I took off my denim jacket and dug in the chest pocket. Yep, there was a sample size tube of the stuff. “I do.”
“Here, let me do it.” She held out her hand for the tiny tube.
I didn’t sit there wondering to myself what the last time was that I could remember her doing something nurturing for me. That would come much later. Right then, I just held out my hand and watched while she put a dab of the cream on her thumb and gently worked it in circles along the dark line of the scar.
We didn’t talk. We didn’t have to…? This was a very unusual thing for Claire, who normally felt the need to fill up silences, but over the last few weeks had come to terms with silence, I guess.
I remember one of those first few days at the new place showing up to meet her, and being told by the staff she was in the garden. And walking out into the garden and seeing this rather butch older lesbian standing there, in short hair and a man’s collared shirt, and approaching her to ask if she’d seen Claire, and then realizing that was Claire herself. The shirt must’ve been Remo’s.
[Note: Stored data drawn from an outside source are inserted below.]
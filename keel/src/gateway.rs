//! Encryption gateway middleware
//!
//! Every request except the open routes must carry an [`EncryptedEnvelope`]
//! as its body. The envelope is opened with the session key, the plaintext
//! replaces the body for the inner handler, and whatever the handler returns
//! is sealed under the same session before it leaves.
//!
//! | Failure | Status |
//! |---------|--------|
//! | Missing, empty or unparseable envelope | 401 |
//! | Unknown or expired session | 401 |
//! | Malformed fields or failed authentication | 403 |

use crate::error::ApiError;
use crate::state::AppState;
use axum::body::{to_bytes, Body, Bytes};
use axum::extract::{Request, State};
use axum::http::header::{CONTENT_LENGTH, CONTENT_TYPE};
use axum::http::{HeaderValue, Method, StatusCode};
use axum::middleware::Next;
use axum::response::{IntoResponse, Response};
use axum::Json;
use keel_channel::{aad, EncryptedEnvelope, SessionContext};
use std::sync::Arc;

/// Largest accepted request or response body
pub const MAX_BODY_BYTES: usize = 64 * 1024 * 1024;

/// Routes served without an envelope
pub fn is_open_route(method: &Method, path: &str) -> bool {
    matches!(
        (method, path.trim_end_matches('/')),
        (&Method::POST, "/handshake/init") | (&Method::GET, "/plugins")
    )
}

pub async fn encryption_gateway(State(state): State<AppState>, req: Request, next: Next) -> Response {
    if !state.require_encryption || is_open_route(req.method(), req.uri().path()) {
        return next.run(req).await;
    }

    let (mut parts, body) = req.into_parts();
    let envelope = match read_envelope(body).await {
        Some(envelope) => envelope,
        None => return ApiError::unauthorized("Encrypted payload required.").into_response(),
    };

    let Some(session) = state
        .sessions
        .try_get(&envelope.client_fingerprint, &envelope.session_id)
    else {
        tracing::debug!(client = %envelope.client_fingerprint, "Unknown or expired session");
        return ApiError::unauthorized("Session is expired or unknown.").into_response();
    };

    let decoded = match envelope.decode() {
        Ok(decoded) => decoded,
        Err(e) => {
            tracing::debug!(client = %envelope.client_fingerprint, error = %e, "Malformed envelope");
            return ApiError::forbidden("Malformed encrypted payload.").into_response();
        }
    };
    let associated = aad(&envelope.session_id, &envelope.client_fingerprint);
    let plaintext = match session.with_key(|key| decoded.open(key, &associated)) {
        Ok(plaintext) if !session.is_wiped() => plaintext,
        Ok(_) => return ApiError::unauthorized("Session is expired or unknown.").into_response(),
        Err(e) => {
            tracing::warn!(client = %envelope.client_fingerprint, error = %e, "Envelope rejected");
            return ApiError::forbidden("Decryption failed.").into_response();
        }
    };

    parts
        .headers
        .insert(CONTENT_TYPE, HeaderValue::from_static("application/json"));
    parts.headers.insert(CONTENT_LENGTH, HeaderValue::from(plaintext.len()));

    let response = next
        .run(Request::from_parts(parts, Body::from(plaintext)))
        .await;

    seal_response(&session, &envelope, response).await
}

async fn read_envelope(body: Body) -> Option<EncryptedEnvelope> {
    let bytes: Bytes = to_bytes(body, MAX_BODY_BYTES).await.ok()?;
    if bytes.is_empty() {
        return None;
    }
    let envelope: EncryptedEnvelope = serde_json::from_slice(&bytes).ok()?;
    if envelope.session_id.trim().is_empty() || envelope.client_fingerprint.trim().is_empty() {
        return None;
    }
    Some(envelope)
}

async fn seal_response(
    session: &Arc<SessionContext>,
    request: &EncryptedEnvelope,
    response: Response,
) -> Response {
    let (parts, body) = response.into_parts();
    let status = match parts.status {
        StatusCode::NO_CONTENT => StatusCode::OK,
        status => status,
    };

    let bytes = match to_bytes(body, MAX_BODY_BYTES).await {
        Ok(bytes) => bytes,
        Err(e) => {
            tracing::error!(error = %e, "Failed to buffer response for encryption");
            return ApiError::internal("Failed to encrypt response.").into_response();
        }
    };

    if session.is_wiped() {
        return ApiError::unauthorized("Session is expired or unknown.").into_response();
    }
    let sealed = session.with_key(|key| {
        EncryptedEnvelope::seal(key, &request.session_id, &request.client_fingerprint, &bytes)
    });

    match sealed {
        Ok(envelope) => (status, Json(envelope)).into_response(),
        Err(e) => {
            tracing::error!(error = %e, "Failed to encrypt response");
            ApiError::internal("Failed to encrypt response.").into_response()
        }
    }
}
“You look so happy to see me,” she said with a somewhat puzzled tone.
“Yes,” I answered, even though that answer didn’t make sense to her.
Before the week was out, Remo left. He’d been there for the really urgent part, I guess, and once Claire had made it to palliative care, he felt he had to get back to Melissa. Claire chewed him out a little: “And you wonder why I’m such a drama queen? Because obviously I have to be on my death bed to get any attention from you.”
Mortality had made her frighteningly self-aware–or perhaps just unfiltered.
(Happy Pride Month, everyone! Since two separate people have asked for a pointer to the “Daron’s first Pride parade” chapter, I figured I’d post it here in case. It’s called “World Shut Your Mouth” and it can be found here: https://daron.ceciliatan.com/archives/5411. I wonder if he’ll made it back to New York by June in 1992…? -ctan)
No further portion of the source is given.